> **Directions**
In the records below, find the line that contains "CREATE UNIQUE INDEX IF NOT EXISTS groups_org_name_idx" and the line that contains "is_top_domain INTEGER NOT", then retype exactly those two lines and every line between them.

_ _ _

//! SQL schema for the SortingHat SQLite store.
//!
//! Executed once at connection startup; `PRAGMA user_version` records the
//! schema revision. Revisions may only add tables or columns: primary keys
//! embed identity hashes, so a rename needs a data-copy migration.

/// Full schema DDL; idempotent thanks to `CREATE ... IF NOT EXISTS`.
pub const SCHEMA: &str = "
PRAGMA journal_mode = WAL;
PRAGMA foreign_keys = ON;

CREATE TABLE IF NOT EXISTS individuals (
    mk            TEXT PRIMARY KEY,
    is_locked     INTEGER NOT NULL DEFAULT 0,
    created_at    TEXT NOT NULL,
    last_modified TEXT NOT NULL
);

CREATE TABLE IF NOT EXISTS identities (
    uuid          TEXT PRIMARY KEY,
    source        TEXT NOT NULL,
    name          TEXT,
    email         TEXT,
    username      TEXT,
    individual    TEXT NOT NULL REFERENCES individuals(mk) ON DELETE CASCADE,
    created_at    TEXT NOT NULL,
    last_modified TEXT NOT NULL
);

CREATE TABLE IF NOT EXISTS countries (
    code   TEXT PRIMARY KEY,   -- ISO 3166-1 alpha-2
    alpha3 TEXT NOT NULL UNIQUE,
    name   TEXT NOT NULL
);

CREATE TABLE IF NOT EXISTS profiles (
    individual   TEXT PRIMARY KEY REFERENCES individuals(mk) ON DELETE CASCADE,
    name         TEXT,
    email        TEXT,
    gender       TEXT,
    gender_acc   INTEGER CHECK (gender_acc BETWEEN 1 AND 100),
    is_bot       INTEGER NOT NULL DEFAULT 0,
    country_code TEXT REFERENCES countries(code)
);

-- Organizations and teams share one tree-shaped table.
CREATE TABLE IF NOT EXISTS org_groups (
    id         INTEGER PRIMARY KEY AUTOINCREMENT,
    name       TEXT NOT NULL,
    kind       TEXT NOT NULL,   -- 'organization' | 'team'
    parent_org INTEGER REFERENCES org_groups(id) ON DELETE CASCADE,
    parent     INTEGER REFERENCES org_groups(id) ON DELETE CASCADE,
    created_at TEXT NOT NULL,
    CHECK ((kind = 'organization') = (parent_org IS NULL))
);

CREATE UNIQUE INDEX IF NOT EXISTS groups_org_name_idx
    ON org_groups(name) WHERE kind = 'organization';
CREATE UNIQUE INDEX IF NOT EXISTS groups_team_name_idx
    ON org_groups(parent_org, name) WHERE kind = 'team';

CREATE TABLE IF NOT EXISTS domains (
    domain        TEXT PRIMARY KEY,
    is_top_domain INTEGER NOT NULL DEFAULT 0,
    organization  INTEGER NOT NULL REFERENCES org_groups(id) ON DELETE CASCADE
);

CREATE TABLE IF NOT EXISTS aliases (
    alias        TEXT PRIMARY KEY,
    organization INTEGER NOT NULL REFERENCES org_groups(id) ON DELETE CASCADE
);

CREATE TABLE IF NOT EXISTS enrollments (
    id         INTEGER PRIMARY KEY AUTOINCREMENT,
    individual TEXT NOT NULL REFERENCES individuals(mk) ON DELETE CASCADE,
    group_id   INTEGER NOT NULL REFERENCES org_groups(id) ON DELETE CASCADE,
    start_at   TEXT NOT NULL,   -- fixed-width RFC 3339, sorts lexically
    end_at     TEXT NOT NULL,
    UNIQUE (individual, group_id, start_at, end_at),
    CHECK  (start_at <= end_at)
);

-- The journal is strictly append-only; transactions receive exactly one
-- UPDATE when they close.
CREATE TABLE IF NOT EXISTS transactions (
    tuid        TEXT PRIMARY KEY,
    name        TEXT NOT NULL,
    created_at  TEXT NOT NULL,
    closed_at   TEXT,
    is_closed   INTEGER NOT NULL DEFAULT 0,
    authored_by TEXT,
    tenant      TEXT
);

CREATE TABLE IF NOT EXISTS operations (
    ouid        TEXT PRIMARY KEY,
    op_type     TEXT NOT NULL,   -- 'ADD' | 'DELETE' | 'UPDATE'
    entity_type TEXT NOT NULL,
    target      TEXT NOT NULL,
    timestamp   TEXT NOT NULL,
    args        TEXT NOT NULL,   -- JSON
    tuid        TEXT NOT NULL REFERENCES transactions(tuid)
);

CREATE TABLE IF NOT EXISTS tenants (
    user_name TEXT NOT NULL,
    header    TEXT NOT NULL,
    db_name   TEXT NOT NULL,
    UNIQUE (user_name, header)
);

CREATE INDEX IF NOT EXISTS identities_individual_idx ON identities(individual);
CREATE INDEX IF NOT EXISTS enrollments_individual_idx ON enrollments(individual, group_id);
CREATE INDEX IF NOT EXISTS enrollments_group_idx      ON enrollments(group_id);
CREATE INDEX IF NOT EXISTS domains_org_idx            ON domains(organization);
CREATE INDEX IF NOT EXISTS aliases_org_idx            ON aliases(organization);
CREATE INDEX IF NOT EXISTS operations_tuid_idx        ON operations(tuid, timestamp, ouid);

PRAGMA user_version = 1;
";

/// ISO 3166-1 rows as `alpha2 \t alpha3 \t name`.
pub const COUNTRIES: &str = include_str!("countries.tsv");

_ _ _

> **Output for this exercise**
CREATE UNIQUE INDEX IF NOT EXISTS groups_org_name_idx
    ON org_groups(name) WHERE kind = 'organization';
CREATE UNIQUE INDEX IF NOT EXISTS groups_team_name_idx
    ON org_groups(parent_org, name) WHERE kind = 'team';

CREATE TABLE IF NOT EXISTS domains (
    domain        TEXT PRIMARY KEY,
    is_top_domain INTEGER NOT NULL DEFAULT 0,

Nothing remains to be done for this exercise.